日本の追加接種終了率はG7で最下位が続く(ワクチン追加接種を受ける政府の新型コロナウイルス感染症対策分科会の尾身茂会長)   (C)時事

 ロシア軍によるウクライナ侵攻が世界の関心を集めている。この軍事行動が世界に与える影響は専門家の議論に譲るとして、私が興味をもっているのは、新型コロナウイルス(以下、コロナ)オミクロン株への対応だ。

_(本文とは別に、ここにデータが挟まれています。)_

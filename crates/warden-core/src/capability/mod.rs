//! Capability traits consumed by the kernel.
//!
//! The host injects implementations of these at construction time; the
//! kernel never knows what a tool, sandbox, or telemetry sink actually
//! is. Every trait here is object-safe so capabilities can be stored as
//! `Arc<dyn Trait>`.

use async_trait::async_trait;
use serde_json::Value;

use crate::feasibility::FeasibilityReport;
use crate::policy::PolicyDecision;
use crate::spec::{CompensationAction, TaskSpec};
use crate::validation::GateOutcome;
use crate::world::StateSnapshot;

// ---------------------------------------------------------------------------
// Execution
// ---------------------------------------------------------------------------

/// Executes a task against the current world state.
///
/// Implementors wrap tool adapters; the kernel treats the return value as
/// opaque data to be validated and committed.
#[async_trait]
pub trait TaskExecutor: Send + Sync {
    async fn execute(&self, task: &TaskSpec, state: &StateSnapshot) -> anyhow::Result<Value>;
}

/// Outcome of a sandboxed execution.
#[derive(Debug, Clone)]
pub struct SandboxOutcome {
    pub success: bool,
    pub data: Option<Value>,
    pub error: Option<String>,
    pub metadata: Value,
}

/// Context handed to the sandbox for one execution.
#[derive(Debug, Clone)]
pub struct SandboxContext {
    pub workflow_id: String,
    pub task_id: String,
    pub attempt: i64,
}

/// Isolated execution backend.
///
/// The sandbox decides how to confine the executor (process, container,
/// simulation); the kernel only sees the outcome.
#[async_trait]
pub trait Sandbox: Send + Sync {
    async fn execute_in_sandbox(
        &self,
        task: &TaskSpec,
        state: &StateSnapshot,
        executor: &dyn TaskExecutor,
        context: &SandboxContext,
    ) -> SandboxOutcome;
}

/// Executes a compensation action during saga rollback.
#[async_trait]
pub trait CompensationExecutor: Send + Sync {
    async fn execute(
        &self,
        action: &CompensationAction,
        workflow_id: &str,
        task_id: &str,
    ) -> anyhow::Result<Value>;
}

// ---------------------------------------------------------------------------
// Observability
// ---------------------------------------------------------------------------

/// Fire-and-forget telemetry sink.
pub trait Telemetry: Send + Sync {
    fn record_policy_decision(
        &self,
        workflow_id: &str,
        task_id: &str,
        principal_id: &str,
        decision: &PolicyDecision,
    );

    fn record_feasibility(&self, workflow_id: &str, task_id: &str, report: &FeasibilityReport);

    fn record_validation(&self, workflow_id: &str, task_id: &str, outcome: &GateOutcome);
}

/// Telemetry sink that drops everything.
pub struct NoopTelemetry;

impl Telemetry for NoopTelemetry {
    fn record_policy_decision(
        &self,
        _workflow_id: &str,
        _task_id: &str,
        _principal_id: &str,
        _decision: &PolicyDecision,
    ) {
    }

    fn record_feasibility(
        &self,
        _workflow_id: &str,
        _task_id: &str,
        _report: &FeasibilityReport,
    ) {
    }

    fn record_validation(&self, _workflow_id: &str, _task_id: &str, _outcome: &GateOutcome) {}
}

/// Timeline memory the kernel writes task outcomes into.
#[async_trait]
pub trait MemoryWriter: Send + Sync {
    async fn write(&self, content: Value, provenance: &str) -> anyhow::Result<()>;

    async fn list_timeline(&self, workflow_id: &str) -> anyhow::Result<Vec<Value>>;
}

/// Memory writer that drops everything.
pub struct NoopMemory;

#[async_trait]
impl MemoryWriter for NoopMemory {
    async fn write(&self, _content: Value, _provenance: &str) -> anyhow::Result<()> {
        Ok(())
    }

    async fn list_timeline(&self, _workflow_id: &str) -> anyhow::Result<Vec<Value>> {
        Ok(Vec::new())
    }
}

// ---------------------------------------------------------------------------
// Test hooks & human-in-the-loop
// ---------------------------------------------------------------------------

/// Optional fault injector wrapping the execution step.
pub trait FaultInjector: Send + Sync {
    /// Return an error to inject in place of running the task.
    fn maybe_inject(&self, task: &TaskSpec) -> Option<anyhow::Error>;
}

/// Human-in-the-loop channel for `ask_user` validation recovery.
#[async_trait]
pub trait UserInteraction: Send + Sync {
    /// Present a prompt; `None` means no answer was produced.
    async fn ask(&self, prompt: &str) -> Option<Value>;
}

// Compile-time assertions: capabilities must be object-safe.
const _: () = {
    fn _assert_object_safe(
        _: &dyn TaskExecutor,
        _: &dyn Sandbox,
        _: &dyn CompensationExecutor,
        _: &dyn Telemetry,
        _: &dyn MemoryWriter,
        _: &dyn FaultInjector,
        _: &dyn UserInteraction,
    ) {
    }
};
//! Deterministic JSON canonicalization for hashing.
//!
//! Two semantically equal payloads must canonicalize to byte-identical
//! strings: object keys are emitted in lexicographic order at every
//! nesting level, output is compact (no whitespace), and numbers use
//! serde_json's shortest-roundtrip encoding.

use serde_json::Value;

/// Canonical, byte-stable encoding of a JSON value.
pub fn canonical_json(value: &Value) -> String {
    let mut out = String::new();
    write_value(value, &mut out);
    out
}

fn write_value(value: &Value, out: &mut String) {
    match value {
        Value::Null | Value::Bool(_) | Value::Number(_) | Value::String(_) => {
            // serde_json's Display for scalars is already stable.
            out.push_str(&value.to_string());
        }
        Value::Array(items) => {
            out.push('[');
            for (i, item) in items.iter().enumerate() {
                if i > 0 {
                    out.push(',');
                }
                write_value(item, out);
            }
            out.push(']');
        }
        Value::Object(map) => {
            let mut keys: Vec<&String> = map.keys().collect();
            keys.sort_unstable();
            out.push('{');
            for (i, key) in keys.iter().enumerate() {
                if i > 0 {
                    out.push(',');
                }
                out.push_str(&Value::String((*key).clone()).to_string());
                out.push(':');
                write_value(&map[*key], out);
            }
            out.push('}');
        }
    }
}
//! Structured error types surfaced at the kernel boundary.
//!
//! Gate denials never escape the orchestrator as errors -- they become
//! task failures. What does escape is enumerated here, and every variant
//! carries enough context to be serialized into telemetry and audit
//! payloads.

use serde_json::{Value, json};
use thiserror::Error;

/// Errors surfaced by the kernel's public operations.
#[derive(Debug, Error)]
pub enum KernelError {
    /// A task failed and exhausted its recovery options.
    #[error("workflow {workflow_id} failed at task {task_id} (attempt {attempt}): {message}")]
    WorkflowExecution {
        workflow_id: String,
        task_id: String,
        attempt: i64,
        message: String,
    },

    /// Task execution exceeded its configured timeout.
    #[error("task {task_id} in workflow {workflow_id} timed out after {timeout_ms}ms")]
    TaskTimeout {
        workflow_id: String,
        task_id: String,
        timeout_ms: u64,
    },

    /// A persistence operation failed.
    #[error("state store failure: {0}")]
    StateStore(#[from] anyhow::Error),

    /// An outbox idempotency key was reused with different parameters.
    #[error("idempotency key {key:?} reused inconsistently: {reason}")]
    IdempotencyViolation { key: String, reason: String },

    /// A world-state rollback could not be performed.
    #[error("rollback failed: {0}")]
    Rollback(String),

    /// The requested snapshot does not exist.
    #[error("snapshot {0} not found")]
    SnapshotNotFound(String),

    /// The validation gate blocked a commit and recovery did not succeed.
    #[error("validation gate blocked task {task_id}: {reasons:?}")]
    CrvValidation {
        task_id: String,
        reasons: Vec<String>,
    },

    /// The policy gate denied an action.
    #[error("policy violation: {reason}")]
    PolicyViolation { reason: String },

    /// A required permission is missing.
    #[error("permission denied: {reason}")]
    PermissionDenied { reason: String },

    /// Principal or approval-token authentication failed.
    #[error("authentication failed: {0}")]
    Authentication(String),

    /// Optimistic world-state version mismatch.
    #[error("version conflict on {key:?}: expected {expected}, found {actual}")]
    Conflict {
        key: String,
        expected: i64,
        actual: i64,
    },

    /// The scheduler encountered an unmet or undeclared dependency.
    #[error("dependency error for task {task_id}: {message}")]
    Dependency { task_id: String, message: String },

    /// A lock, outbox, or retry budget was exhausted.
    #[error("resource exhausted ({resource}): {message}")]
    ResourceExhausted { resource: String, message: String },

    /// A tool adapter failed.
    #[error("tool {tool} failed: {message}")]
    ToolExecution { tool: String, message: String },

    /// The workflow spec failed static validation.
    #[error("workflow validation failed: {0}")]
    Validation(String),
}

impl KernelError {
    /// Structured context for telemetry and audit payloads.
    pub fn context_json(&self) -> Value {
        match self {
            Self::WorkflowExecution {
                workflow_id,
                task_id,
                attempt,
                message,
            } => json!({
                "kind": "workflow_execution",
                "workflow_id": workflow_id,
                "task_id": task_id,
                "attempt": attempt,
                "error": message,
            }),
            Self::TaskTimeout {
                workflow_id,
                task_id,
                timeout_ms,
            } => json!({
                "kind": "task_timeout",
                "workflow_id": workflow_id,
                "task_id": task_id,
                "timeout_ms": timeout_ms,
            }),
            Self::StateStore(e) => json!({ "kind": "state_store", "error": e.to_string() }),
            Self::IdempotencyViolation { key, reason } => json!({
                "kind": "idempotency_violation",
                "key": key,
                "reason": reason,
            }),
            Self::Rollback(reason) => json!({ "kind": "rollback", "reason": reason }),
            Self::SnapshotNotFound(id) => json!({ "kind": "snapshot_not_found", "id": id }),
            Self::CrvValidation { task_id, reasons } => json!({
                "kind": "crv_validation",
                "task_id": task_id,
                "reasons": reasons,
            }),
            Self::PolicyViolation { reason } => {
                json!({ "kind": "policy_violation", "reason": reason })
            }
            Self::PermissionDenied { reason } => {
                json!({ "kind": "permission_denied", "reason": reason })
            }
            Self::Authentication(reason) => {
                json!({ "kind": "authentication", "reason": reason })
            }
            Self::Conflict {
                key,
                expected,
                actual,
            } => json!({
                "kind": "conflict",
                "key": key,
                "expected": expected,
                "actual": actual,
            }),
            Self::Dependency { task_id, message } => json!({
                "kind": "dependency",
                "task_id": task_id,
                "message": message,
            }),
            Self::ResourceExhausted { resource, message } => json!({
                "kind": "resource_exhausted",
                "resource": resource,
                "message": message,
            }),
            Self::ToolExecution { tool, message } => json!({
                "kind": "tool_execution",
                "tool": tool,
                "message": message,
            }),
            Self::Validation(message) => json!({ "kind": "validation", "message": message }),
        }
    }
}

#[cfg(test)]
mod tests {
    use super::*;

    #[test]
    fn context_json_carries_identifiers() {
        let err = KernelError::WorkflowExecution {
            workflow_id: "wf-1".into(),
            task_id: "t-2".into(),
            attempt: 3,
            message: "boom".into(),
        };
        let ctx = err.context_json();
        assert_eq!(ctx["kind"], "workflow_execution");
        assert_eq!(ctx["workflow_id"], "wf-1");
        assert_eq!(ctx["task_id"], "t-2");
        assert_eq!(ctx["attempt"], 3);
    }

    #[test]
    fn conflict_display_names_versions() {
        let err = KernelError::Conflict {
            key: "inventory".into(),
            expected: 4,
            actual: 7,
        };
        let text = err.to_string();
        assert!(text.contains("expected 4"));
        assert!(text.contains("found 7"));
    }
}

本稿で論じたい。

 実は、ロシア、ウクライナの流行状況は、現在の我が国と酷似する(図1)。

図1

 例えば、ロシアの感染者は2月15日にピークをうち、漸く下がり始めたところだ。そこで、隣国に戦争を仕掛けたことになる。

 ロシアでのコロナ被害は甚大だ。図2は2月25日現在の主要先進7カ国(G7)、およびロシアの人口100万人あたりの死者数を示す。ロシアは5.21人で、米国(5.29人)に次いで多い。

図2

 ロシアで死者が多いのは、十分なコロナ対策が採られていないからだ。2月17日現在のワクチン接種終了率は49.1%で、G7+ロシアで最低だ(図3)。

図3

 追加接種終了率に至っては9.0% (2月17日現在)で、G7で最低の日本(17.4%、 2月24日現在)の半分程度だ。国民へのコロナ対策そっちのけで、ウクライナ侵攻を始めたことになる。